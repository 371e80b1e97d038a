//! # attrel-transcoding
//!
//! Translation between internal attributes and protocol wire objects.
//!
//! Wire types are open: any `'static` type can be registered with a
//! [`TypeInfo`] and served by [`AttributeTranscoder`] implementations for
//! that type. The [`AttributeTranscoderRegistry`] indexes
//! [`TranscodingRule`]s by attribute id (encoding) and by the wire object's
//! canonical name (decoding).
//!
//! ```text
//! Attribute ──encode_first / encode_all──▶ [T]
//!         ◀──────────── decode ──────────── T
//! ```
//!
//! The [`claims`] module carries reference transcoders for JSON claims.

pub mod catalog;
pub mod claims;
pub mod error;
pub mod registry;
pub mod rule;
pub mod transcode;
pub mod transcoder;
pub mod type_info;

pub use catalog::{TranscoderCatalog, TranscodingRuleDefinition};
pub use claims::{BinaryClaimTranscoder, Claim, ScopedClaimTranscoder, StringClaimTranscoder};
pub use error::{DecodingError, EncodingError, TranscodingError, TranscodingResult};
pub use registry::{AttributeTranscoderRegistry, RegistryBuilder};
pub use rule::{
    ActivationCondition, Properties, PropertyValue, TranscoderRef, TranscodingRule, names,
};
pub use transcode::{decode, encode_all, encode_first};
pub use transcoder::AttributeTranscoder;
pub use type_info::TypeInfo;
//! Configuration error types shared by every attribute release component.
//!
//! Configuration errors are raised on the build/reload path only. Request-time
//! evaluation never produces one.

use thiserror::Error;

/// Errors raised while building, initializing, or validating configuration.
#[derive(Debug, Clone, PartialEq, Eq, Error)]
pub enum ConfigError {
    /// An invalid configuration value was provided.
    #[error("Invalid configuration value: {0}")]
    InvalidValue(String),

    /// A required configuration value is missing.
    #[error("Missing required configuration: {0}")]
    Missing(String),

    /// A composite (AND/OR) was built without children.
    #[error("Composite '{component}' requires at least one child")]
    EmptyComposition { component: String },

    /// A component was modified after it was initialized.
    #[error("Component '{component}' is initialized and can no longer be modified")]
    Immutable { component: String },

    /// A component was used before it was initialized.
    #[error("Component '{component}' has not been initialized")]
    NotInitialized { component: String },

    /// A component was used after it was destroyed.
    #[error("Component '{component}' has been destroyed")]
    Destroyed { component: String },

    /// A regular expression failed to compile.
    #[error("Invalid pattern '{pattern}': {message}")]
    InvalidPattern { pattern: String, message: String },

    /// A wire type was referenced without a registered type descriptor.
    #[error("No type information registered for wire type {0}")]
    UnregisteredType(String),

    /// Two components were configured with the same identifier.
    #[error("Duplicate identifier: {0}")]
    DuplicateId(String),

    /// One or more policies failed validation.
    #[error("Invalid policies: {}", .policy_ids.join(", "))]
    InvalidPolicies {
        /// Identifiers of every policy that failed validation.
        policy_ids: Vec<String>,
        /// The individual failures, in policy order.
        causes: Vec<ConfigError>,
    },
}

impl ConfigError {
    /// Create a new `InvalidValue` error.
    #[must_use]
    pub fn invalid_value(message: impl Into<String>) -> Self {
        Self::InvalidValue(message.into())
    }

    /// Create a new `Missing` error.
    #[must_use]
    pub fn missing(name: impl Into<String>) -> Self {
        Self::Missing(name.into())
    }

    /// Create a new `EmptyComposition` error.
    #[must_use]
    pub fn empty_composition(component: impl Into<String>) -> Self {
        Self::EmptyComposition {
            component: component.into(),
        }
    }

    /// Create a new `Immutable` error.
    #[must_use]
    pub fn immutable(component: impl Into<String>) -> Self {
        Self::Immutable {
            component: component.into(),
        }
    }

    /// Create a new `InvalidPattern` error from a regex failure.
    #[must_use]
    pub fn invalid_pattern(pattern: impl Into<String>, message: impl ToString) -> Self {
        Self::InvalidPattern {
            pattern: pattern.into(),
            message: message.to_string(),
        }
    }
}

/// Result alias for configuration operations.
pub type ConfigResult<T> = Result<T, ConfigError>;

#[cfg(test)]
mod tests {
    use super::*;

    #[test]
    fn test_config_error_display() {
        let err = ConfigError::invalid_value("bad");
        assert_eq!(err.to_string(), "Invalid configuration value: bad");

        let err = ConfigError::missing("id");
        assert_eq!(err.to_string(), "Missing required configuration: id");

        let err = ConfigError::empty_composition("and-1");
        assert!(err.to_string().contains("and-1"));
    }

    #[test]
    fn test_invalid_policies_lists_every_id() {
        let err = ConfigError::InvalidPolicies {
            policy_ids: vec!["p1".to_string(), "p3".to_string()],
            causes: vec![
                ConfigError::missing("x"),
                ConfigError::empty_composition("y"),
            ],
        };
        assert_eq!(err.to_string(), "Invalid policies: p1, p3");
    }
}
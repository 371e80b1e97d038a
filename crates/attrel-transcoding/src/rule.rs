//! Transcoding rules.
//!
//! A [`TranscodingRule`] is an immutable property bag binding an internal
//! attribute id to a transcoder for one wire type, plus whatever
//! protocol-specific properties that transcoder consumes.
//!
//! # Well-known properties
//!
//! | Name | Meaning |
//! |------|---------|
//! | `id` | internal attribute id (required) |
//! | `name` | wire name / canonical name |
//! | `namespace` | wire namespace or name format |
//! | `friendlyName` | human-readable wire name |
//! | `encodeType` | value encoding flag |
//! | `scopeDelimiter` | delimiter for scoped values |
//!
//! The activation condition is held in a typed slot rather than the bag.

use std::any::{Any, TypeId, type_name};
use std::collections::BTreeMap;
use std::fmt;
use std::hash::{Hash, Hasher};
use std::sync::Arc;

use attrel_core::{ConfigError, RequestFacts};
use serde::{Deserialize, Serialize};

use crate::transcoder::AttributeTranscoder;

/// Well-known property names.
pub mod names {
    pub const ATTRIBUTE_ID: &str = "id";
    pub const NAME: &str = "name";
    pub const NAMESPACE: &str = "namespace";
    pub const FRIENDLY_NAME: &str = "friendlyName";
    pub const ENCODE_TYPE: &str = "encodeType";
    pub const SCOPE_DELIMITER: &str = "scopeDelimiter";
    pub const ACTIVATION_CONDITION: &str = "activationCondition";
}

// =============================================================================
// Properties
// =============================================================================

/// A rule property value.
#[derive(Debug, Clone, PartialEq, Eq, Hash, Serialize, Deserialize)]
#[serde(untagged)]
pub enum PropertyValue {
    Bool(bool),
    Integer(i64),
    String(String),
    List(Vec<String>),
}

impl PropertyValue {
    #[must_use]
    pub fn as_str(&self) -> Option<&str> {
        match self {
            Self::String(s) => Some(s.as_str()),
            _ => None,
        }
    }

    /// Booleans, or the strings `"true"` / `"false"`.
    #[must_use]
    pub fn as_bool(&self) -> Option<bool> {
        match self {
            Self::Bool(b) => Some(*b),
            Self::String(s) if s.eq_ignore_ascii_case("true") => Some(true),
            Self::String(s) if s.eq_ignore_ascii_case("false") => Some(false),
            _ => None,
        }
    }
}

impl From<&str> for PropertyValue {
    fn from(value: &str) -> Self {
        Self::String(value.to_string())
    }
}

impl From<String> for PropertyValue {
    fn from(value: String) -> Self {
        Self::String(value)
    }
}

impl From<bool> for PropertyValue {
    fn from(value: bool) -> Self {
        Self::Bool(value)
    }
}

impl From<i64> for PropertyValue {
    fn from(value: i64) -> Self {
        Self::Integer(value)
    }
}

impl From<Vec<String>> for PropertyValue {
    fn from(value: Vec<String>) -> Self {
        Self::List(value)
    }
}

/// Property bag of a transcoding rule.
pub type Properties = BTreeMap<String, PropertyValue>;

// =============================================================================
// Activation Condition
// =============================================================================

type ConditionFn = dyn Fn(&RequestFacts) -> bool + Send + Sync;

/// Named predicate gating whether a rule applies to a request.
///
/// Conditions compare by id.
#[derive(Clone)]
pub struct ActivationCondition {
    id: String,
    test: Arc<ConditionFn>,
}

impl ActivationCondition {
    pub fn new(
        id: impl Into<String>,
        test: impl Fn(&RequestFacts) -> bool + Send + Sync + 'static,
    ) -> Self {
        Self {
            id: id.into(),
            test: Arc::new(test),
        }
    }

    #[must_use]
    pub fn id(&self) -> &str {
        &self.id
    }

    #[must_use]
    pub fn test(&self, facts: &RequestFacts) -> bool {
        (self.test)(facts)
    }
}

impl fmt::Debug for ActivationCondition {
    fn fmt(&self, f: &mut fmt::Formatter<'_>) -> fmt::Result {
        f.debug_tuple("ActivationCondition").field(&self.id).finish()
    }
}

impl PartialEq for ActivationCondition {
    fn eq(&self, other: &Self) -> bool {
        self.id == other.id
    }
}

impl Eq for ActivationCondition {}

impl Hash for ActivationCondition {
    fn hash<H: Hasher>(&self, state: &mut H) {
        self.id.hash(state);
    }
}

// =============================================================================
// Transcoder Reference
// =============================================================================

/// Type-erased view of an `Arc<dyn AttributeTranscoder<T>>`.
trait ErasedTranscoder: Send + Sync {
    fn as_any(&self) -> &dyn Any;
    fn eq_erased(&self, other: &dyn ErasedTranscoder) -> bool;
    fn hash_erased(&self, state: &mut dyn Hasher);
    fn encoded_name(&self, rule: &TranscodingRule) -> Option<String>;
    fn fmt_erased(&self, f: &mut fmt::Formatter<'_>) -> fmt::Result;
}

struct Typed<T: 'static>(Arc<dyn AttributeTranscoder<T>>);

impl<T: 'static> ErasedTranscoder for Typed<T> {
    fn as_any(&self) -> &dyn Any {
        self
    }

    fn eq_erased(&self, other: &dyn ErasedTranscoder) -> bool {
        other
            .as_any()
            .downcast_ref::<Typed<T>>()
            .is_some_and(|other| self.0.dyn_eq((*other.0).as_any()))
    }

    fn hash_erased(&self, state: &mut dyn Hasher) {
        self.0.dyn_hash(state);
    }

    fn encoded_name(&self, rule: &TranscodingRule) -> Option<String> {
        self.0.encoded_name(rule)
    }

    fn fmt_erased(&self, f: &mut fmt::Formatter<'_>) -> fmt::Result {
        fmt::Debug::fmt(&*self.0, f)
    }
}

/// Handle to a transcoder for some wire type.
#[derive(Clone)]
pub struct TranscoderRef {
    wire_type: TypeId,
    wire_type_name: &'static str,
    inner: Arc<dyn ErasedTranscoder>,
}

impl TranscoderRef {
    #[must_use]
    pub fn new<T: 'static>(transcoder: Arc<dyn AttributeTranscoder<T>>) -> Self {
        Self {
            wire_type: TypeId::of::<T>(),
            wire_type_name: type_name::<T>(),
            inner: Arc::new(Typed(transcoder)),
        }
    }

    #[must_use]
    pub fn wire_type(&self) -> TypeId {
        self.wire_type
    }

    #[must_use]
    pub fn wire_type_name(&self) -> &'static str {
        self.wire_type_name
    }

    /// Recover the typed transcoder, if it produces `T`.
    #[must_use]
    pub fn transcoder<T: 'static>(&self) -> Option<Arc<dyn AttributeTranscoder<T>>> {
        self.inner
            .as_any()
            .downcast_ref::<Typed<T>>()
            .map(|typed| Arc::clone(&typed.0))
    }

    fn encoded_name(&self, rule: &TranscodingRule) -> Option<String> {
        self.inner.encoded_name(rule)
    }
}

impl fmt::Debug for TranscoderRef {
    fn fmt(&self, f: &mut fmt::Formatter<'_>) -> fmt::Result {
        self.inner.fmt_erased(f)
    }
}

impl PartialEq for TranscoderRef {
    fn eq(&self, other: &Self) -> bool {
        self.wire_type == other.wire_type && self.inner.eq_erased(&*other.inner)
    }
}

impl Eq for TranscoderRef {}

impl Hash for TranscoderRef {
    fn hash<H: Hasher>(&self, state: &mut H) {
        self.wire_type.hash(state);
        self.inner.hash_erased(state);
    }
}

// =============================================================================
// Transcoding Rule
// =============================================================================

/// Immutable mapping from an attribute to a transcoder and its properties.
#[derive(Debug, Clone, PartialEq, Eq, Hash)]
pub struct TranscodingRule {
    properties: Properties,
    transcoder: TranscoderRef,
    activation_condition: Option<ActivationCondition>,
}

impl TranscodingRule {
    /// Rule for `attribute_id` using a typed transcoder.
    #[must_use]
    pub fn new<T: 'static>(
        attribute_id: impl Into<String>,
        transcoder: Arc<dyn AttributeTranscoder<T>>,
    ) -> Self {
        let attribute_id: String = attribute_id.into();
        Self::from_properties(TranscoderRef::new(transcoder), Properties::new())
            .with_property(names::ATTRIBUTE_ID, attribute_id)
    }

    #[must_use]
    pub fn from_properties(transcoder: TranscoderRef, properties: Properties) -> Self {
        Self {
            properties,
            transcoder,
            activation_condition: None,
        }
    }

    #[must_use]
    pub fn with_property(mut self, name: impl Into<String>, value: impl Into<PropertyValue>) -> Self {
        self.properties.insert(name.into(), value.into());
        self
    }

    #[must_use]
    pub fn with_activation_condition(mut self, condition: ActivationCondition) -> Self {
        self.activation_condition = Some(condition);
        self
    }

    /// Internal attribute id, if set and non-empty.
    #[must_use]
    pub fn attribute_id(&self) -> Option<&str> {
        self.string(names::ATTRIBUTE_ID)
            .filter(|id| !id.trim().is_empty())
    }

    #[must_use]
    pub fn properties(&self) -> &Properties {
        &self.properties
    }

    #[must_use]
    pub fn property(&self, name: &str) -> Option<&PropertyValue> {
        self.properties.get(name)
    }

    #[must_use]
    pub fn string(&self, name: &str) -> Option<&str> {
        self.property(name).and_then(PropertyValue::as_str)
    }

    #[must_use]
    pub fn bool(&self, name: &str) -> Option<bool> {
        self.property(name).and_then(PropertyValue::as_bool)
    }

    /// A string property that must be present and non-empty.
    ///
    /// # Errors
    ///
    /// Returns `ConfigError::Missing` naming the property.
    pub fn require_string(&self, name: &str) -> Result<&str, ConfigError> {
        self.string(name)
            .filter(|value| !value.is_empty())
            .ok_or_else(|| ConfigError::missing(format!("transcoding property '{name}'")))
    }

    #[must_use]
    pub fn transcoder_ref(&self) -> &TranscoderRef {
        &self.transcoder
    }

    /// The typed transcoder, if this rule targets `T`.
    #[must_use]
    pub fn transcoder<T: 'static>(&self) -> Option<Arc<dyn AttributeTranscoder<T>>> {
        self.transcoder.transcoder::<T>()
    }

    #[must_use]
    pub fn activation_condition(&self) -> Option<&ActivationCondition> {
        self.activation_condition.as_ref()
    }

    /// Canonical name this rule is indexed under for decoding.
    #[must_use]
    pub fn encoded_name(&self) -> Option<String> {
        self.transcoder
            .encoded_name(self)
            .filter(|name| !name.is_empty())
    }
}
◇ ◇ ◇
What you need to do: Start at the line containing "self.property(name).and_then(PropertyValue::as_str)" and copy each line through the last one in the records, exactly and with nothing added.

Exercise output:
        self.property(name).and_then(PropertyValue::as_str)
    }

    #[must_use]
    pub fn bool(&self, name: &str) -> Option<bool> {
        self.property(name).and_then(PropertyValue::as_bool)
    }

    /// A string property that must be present and non-empty.
    ///
    /// # Errors
    ///
    /// Returns `ConfigError::Missing` naming the property.
    pub fn require_string(&self, name: &str) -> Result<&str, ConfigError> {
        self.string(name)
            .filter(|value| !value.is_empty())
            .ok_or_else(|| ConfigError::missing(format!("transcoding property '{name}'")))
    }

    #[must_use]
    pub fn transcoder_ref(&self) -> &TranscoderRef {
        &self.transcoder
    }

    /// The typed transcoder, if this rule targets `T`.
    #[must_use]
    pub fn transcoder<T: 'static>(&self) -> Option<Arc<dyn AttributeTranscoder<T>>> {
        self.transcoder.transcoder::<T>()
    }

    #[must_use]
    pub fn activation_condition(&self) -> Option<&ActivationCondition> {
        self.activation_condition.as_ref()
    }

    /// Canonical name this rule is indexed under for decoding.
    #[must_use]
    pub fn encoded_name(&self) -> Option<String> {
        self.transcoder
            .encoded_name(self)
            .filter(|name| !name.is_empty())
    }
}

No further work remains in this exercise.